Every economist, as I've said, from conservative to liberal, acknowledges that direct government spending on a direct program now is the best way to infuse economic growth and create jobs.That statement is clearly false. As I have documented on this blog in recent weeks, skeptics about a spending stimulus include quite a few well-known economists, such as (in alphabetical order) Alberto Alesina, Robert Barro, Gary Becker, John Cochrane, Eugene Fama, Robert Lucas, Greg Mankiw, Kevin Murphy, Thomas Sargent, Harald Uhlig, and Luigi Zingales--and I am sure there many others as well. Regardless of whether one agrees with them on the merits of the case, it is hard to dispute that this list is pretty impressive, as judged by the standard objective criteria by which economists evaluate one another. If any university managed to hire all of them, it would immediately have a top ranked economics department.
So what is one to make of the vice president's statement? As a logical matter, I can think of only four possibilities:
- Biden knew what he was saying was false.
- Biden was saying what he believed to be true and somehow got this incorrect idea in his head without talking about the issue with the very talented team of economists working for the new administration.
- Biden talked to his economic advisers about the issue, and they purposefully misled him into thinking that there was a consensus among economists, even though there isn't.

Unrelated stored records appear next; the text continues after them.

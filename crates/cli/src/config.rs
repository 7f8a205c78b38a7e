use std::path::{Path, PathBuf};

use anyhow::{Context, Result};
use rvoip_session_arbiter::ArbiterConfig;

/// `$XDG_CONFIG_HOME/rvoip-arbiter/config.toml` or the platform equivalent
pub fn default_config_path() -> Option<PathBuf> {
    dirs::config_dir().map(|dir| dir.join("rvoip-arbiter").join("config.toml"))
}

pub fn resolve_path(path: Option<&Path>) -> Result<PathBuf> {
    match path {
        Some(path) => Ok(path.to_path_buf()),
        None => default_config_path().context("no --config given and no user config directory found"),
    }
}

/// Read, parse and validate a TOML configuration file
pub fn load(path: &Path) -> Result<ArbiterConfig> {
    let text = std::fs::read_to_string(path).with_context(|| format!("failed to read {}", path.display()))?;
    parse(&text).with_context(|| format!("invalid configuration in {}", path.display()))
}

pub fn parse(text: &str) -> Result<ArbiterConfig> {
    let config: ArbiterConfig = toml::from_str(text)?;
    config.validate()?;
    Ok(config)
}

#[cfg(test)]
mod tests {
    use super::*;

    const MINIMAL: &str = r#"
        [credentials]
        uri = "sip:alice@example.com"
        password = "secret"

        [endpoint]
        uri = "wss://sip.example.com:7443"
    "#;

    #[test]
    fn test_minimal_config_gets_defaults() {
        let config = parse(MINIMAL).unwrap();
        assert!(config.register);
        assert!(config.acquire_local_media);
        assert!(config.capture.audio.echo_cancellation);
        assert!(config.call_media.audio);
        assert!(!config.call_media.video);
        assert_eq!(config.outbound_proxy(), "wss://sip.example.com:7443");
    }

    #[test]
    fn test_overrides() {
        let text = format!(
            "register = false\n{}\n[call_media]\nvideo = true\n",
            MINIMAL.replace("[endpoint]", "[endpoint]\noutbound_proxy = \"wss://proxy.example.com\"")
        );
        let config = parse(&text).unwrap();
        assert!(!config.register);
        assert!(config.call_media.video);
        assert_eq!(config.outbound_proxy(), "wss://proxy.example.com");
    }

    #[test]
    fn test_invalid_uri_rejected() {
        let text = MINIMAL.replace("sip:alice@example.com", "alice@example.com");
        let err = parse(&text).unwrap_err();
        assert!(err.to_string().contains("credentials.uri"));
    }

    #[test]
    fn test_demo_config() {
        let config = parse(include_str!("../../../demos/arbiter.toml")).unwrap();
        assert_eq!(config.credentials.uri, "sip:alice@example.com");
    }

    #[test]
    fn test_missing_file() {
        let err = load(Path::new("/nonexistent/rvoip-arbiter.toml")).unwrap_err();
        assert!(err.to_string().contains("failed to read"));
    }
}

- Biden's advisers were themselves mistaken. They expected an overwhelming consensus of support for their fiscal plans and were surprised at the number of prominent economists on the opposite side the issue.
Update: A reader emails me a fifth hypothesis. Earlier in the same interview, Biden refers to "every economist that I've spoken to," and maybe that is the group he is referring to in this later quotation as well. In that case, as the reader suggests, "Biden needs to speak to a broader circle of economists."